Ген SMN при спинальной амиотрофии. Гомозиготность по гену SMN
Исследование гена SMN открыло возможность проведения прямой ДНК-диагностики аутосомно-рецес-сивной спинальной амиотрофии детского возраста. Основной технической проблемой при этом является необходимость дифференцировать теломерную (значимую) копию SMN от гомологичной центромерной копии. Нуклеотидные последовательности теломерной и центромерной копий гена SMN практически идентичны, за исключением 7-го и 8-го экзонов: по каждому из этих экзонов SMNT отличается от SMNC на один нуклеотид [Lefebvre S. et al., 1995].
Указанные различия нуклеотидного состава SMNT и SMNC позволяют дифференцировать эти гены с помощью сравнительно простого мето да, предложенного van der Steege G. с соавт. в 1995 году. Метод основан на использовании рестрикционных эндонуклеаз, имеющих сайты распознавания в указанных вариабельных участках 7-го и 8-го экзонов SMN. Данные ферменты расщепляют амплифицированные экзоны SMNC на более короткие фрагменты, тогда как для тех же экзонов SMN рестрикция невозможна.
Таким образом, отсутствие SMNt-специфичных фрагментов ДНК позволяет установить гомозиготную делению гена SMNt и тем самым диагностировать аутосомно-рецессивную проксимальную спинальную амиотрофию (формы Верднига-Гофмана, Кугельберга-Веландер или «промежуточный» вариант болезни).
Как указывалось выше, у небольшого числа больных (<2%) на одной из мутантных хромосом может иметь место не полная деления гена SMNT, а точковая мутация в нем, в связи с чем ПЦР-продукт данного аллеля будет визуализироваться на электрофореграмме. В этих случаях для ДНК-диагностики болезни необходимо определение дозы гена SMNT, т.е. доказательство наличия у больного одной копии SMNT по сравнению с двумя копиями данного гена в контрольных образцах.
Для анализа дозы гена требуется постановка реакции в особых стандартизированных условиях (количественная ПЦР): отсутствие одной копии SMNT может быть определено либо визуально - на основании вдвое меньшей интенсивности окрашивания соответствующего фрагмента ДНК по отношению к норме, либо с помощью компьютерного анализа относительной площади флюоресценции пиков ДНК.
Для этой же цели может использоваться денситометрия радиоавтографа, полученного при проведении блот-гибридизации.
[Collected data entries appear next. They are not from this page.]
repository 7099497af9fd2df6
pub mod log;
pub mod metrics;

pub use log::LogManager;
pub use metrics::MetricsRecorder;
pub mod profile;
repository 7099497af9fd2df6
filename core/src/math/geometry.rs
pub struct GeometryHelper;

impl GeometryHelper {
    /// Euclidean distance between two 2-D points.
    pub fn dist2p(x1: f64, y1: f64, x2: f64, y2: f64) -> f64 {
        Self::dist2p_squared(x1, y1, x2, y2).sqrt()
    }

    /// Squared Euclidean distance, used for per-frame target metrics.
    pub fn dist2p_squared(x1: f64, y1: f64, x2: f64, y2: f64) -> f64 {
        let dx = x2 - x1;
        let dy = y2 - y1;
        dx * dx + dy * dy
    }
}

#[cfg(test)]
mod tests {
    use super::*;

    #[test]
    fn dist2p_matches_pythagorean_triple() {
        assert_eq!(GeometryHelper::dist2p(0.0, 0.0, 3.0, 4.0), 5.0);
    }

    #[test]
    fn dist2p_is_zero_for_identical_points() {
        assert_eq!(GeometryHelper::dist2p(1.5, -2.0, 1.5, -2.0), 0.0);
    }

    #[test]
    fn squared_distance_skips_the_root() {
        assert_eq!(GeometryHelper::dist2p_squared(0.0, 0.0, 3.0, 4.0), 25.0);
    }
}
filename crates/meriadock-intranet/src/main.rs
//! meriadock-intranet server binary.
//!
//! Reads `config.toml` (or the path given with `--config`), opens an
//! in-process SQLite store, and serves the intranet over HTTP.
//!
//! # Provisioning accounts
//!
//! Accounts are created from the command line, with the password read from
//! stdin. New accounts carry the must-change-password flag, so the operator
//! picks their own password at first sign-in:
//!
//! ```
//! cargo run -p meriadock-intranet --bin server -- \
//!   --create-user u1234 --full-name "María Solís"
//! ```

use std::{
  path::{Path, PathBuf},
  sync::Arc,
};

use anyhow::Context as _;
use clap::Parser;
use meriadock_intranet::{AppState, ServerConfig, auth::AuthService};
use meriadock_store_sqlite::SqliteStore;
use tokio::net::TcpListener;
use tracing::level_filters::LevelFilter;
use tracing_subscriber::EnvFilter;

#[derive(Parser)]
#[command(author, version, about = "Meriadock intranet server")]
struct Cli {
  /// Path to the TOML configuration file.
  #[arg(short, long, default_value = "config.toml")]
  config: PathBuf,

  /// Print the argon2 hash for a password entered on stdin and exit.
  #[arg(long)]
  hash_password: bool,

  /// Create an account for this NISUV code (password read from stdin) and
  /// exit.
  #[arg(long, value_name = "NISUV")]
  create_user: Option<String>,

  /// Display name for `--create-user`.
  #[arg(long, value_name = "NAME", requires = "create_user")]
  full_name: Option<String>,
}

#[tokio::main]
async fn main() -> anyhow::Result<()> {
  // Initialise tracing.
  tracing_subscriber::fmt()
    .with_env_filter(
      EnvFilter::builder()
        .with_default_directive(LevelFilter::INFO.into())
        .from_env_lossy(),
    )
    .init();

  let cli = Cli::parse();

  // Helper mode: hash a password and exit.
  if cli.hash_password {
    let password = read_password()?;
    let hash = AuthService::<SqliteStore>::hash_password(&password)
      .context("failed to hash password")?;
    println!("{hash}");
    return Ok(());
  }

  // Load configuration.
  let settings = config::Config::builder()
    .add_source(config::File::from(cli.config).required(false))
    .add_source(config::Environment::with_prefix("MERIADOCK"))
    .build()
    .context("failed to read config file")?;

  let server_cfg: ServerConfig = settings
    .try_deserialize()
    .context("failed to deserialise ServerConfig")?;

  // Expand `~` in store path.
  let store_path = expand_tilde(&server_cfg.store_path);

  let store = SqliteStore::open(&store_path)
    .await
    .with_context(|| format!("failed to open store at {store_path:?}"))?;

  let state = AppState::new(Arc::new(store), Arc::new(server_cfg.clone()));

  // Helper mode: provision an account and exit.
  if let Some(nisuv) = cli.create_user {
    let full_name = cli.full_name.unwrap_or_else(|| nisuv.clone());
    let password = read_password()?;
    let account = state
      .auth
      .create_account(&nisuv, &full_name, &password)
      .await
      .context("failed to create account")?;
    println!("{} {}", account.user_id, account.login);
    return Ok(());
  }

  let app = meriadock_intranet::router(state);
  let address = format!("{}:{}", server_cfg.host, server_cfg.port);

  tracing::info!("Listening on http://{address}");
  let listener = TcpListener::bind(&address)
    .await
    .with_context(|| format!("failed to bind {address}"))?;

  axum::serve(listener, app).await.context("server error")?;

  Ok(())
}

/// Read a password from stdin (no echo suppression; intended for setup).
fn read_password() -> anyhow::Result<String> {
  use std::io::{self, BufRead, Write};
  let stdin = io::stdin();
  print!("Password: ");
  io::stdout().flush().ok();
  let mut line = String::new();
  stdin.lock().read_line(&mut line)?;
  Ok(line.trim_end().to_string())
}

/// Expand a leading `~` to the user's home directory.
fn expand_tilde(path: &Path) -> PathBuf {
  let s = path.to_string_lossy();
  if let Some(rest) = s.strip_prefix("~/")
    && let Ok(home) = std::env::var("HOME")
  {
    return PathBuf::from(home).join(rest);
  }
  path.to_path_buf()
}
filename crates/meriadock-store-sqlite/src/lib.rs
//! SQLite backend for the intranet store.
//!
//! Wraps [`tokio_rusqlite`] so all database access runs on a dedicated
//! thread without blocking the async runtime.

mod encode;
mod schema;
mod store;

pub mod error;

pub use error::{Error, Result};
pub use store::SqliteStore;

#[cfg(test)]
mod tests;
С практической точки зрения, выявление половинной дозы гена SMNT (т.е. его делеции в гетерозиготном состоянии) позволяет, при наличии соответствующей клинической картины, с высокой степенью вероятности склониться к диагнозу аутосомно-рецессивной 5ql3-сцепленной спинальной амиотрофии. Однако достоверная диагностика в этом случае возможна только при условии идентификации точковой мутации во втором аллеле гена.
Наш собственный 4-летний опыт проведения прямой ДНК-диагностики данных заболеваний в семьях из европейской и центральной части России показал, что при анализе строго отобранной серии классических форм спинальной амиотрофии более чем в 90% случаев выявляется гомозиготная деления 7-го и 8-го экзонов гена SMNT. Это соответствует данным большинства авторов и позволяет заключить, что в нашей стране данный тип мутации также является ведущей причиной развития аутосомно-рецессивной спинальной амиотрофии детского возраста.
Таким образом, сравнительно простая ДНК-диагностика спинальной амиотрофии возможна в абсолютном большинстве случаев данного заболевания. Следует отметить, однако, что в отдельных популяциях (особенно характеризующихся высоким уровнем инбридинга и «эффектом основателя») соотношение основных типов мутаций может иметь существенные особенности. Так, нами совместно с канд. мед. наук Г.Х. Багыевой в 1998-1999 гг. были обследованы 8 семей с аутосомно-рецессивной спинальной амиотрофией из Ахалского велаята Туркменистана: гомозиготная делеция 7-го и 8-го экзонов гена SMNF была выявлена лишь в 2 семьях, что может свидетельствовать о накоплении других мутаций SMNT либо о генетической гетерогенности данного заболевания в туркменской популяции.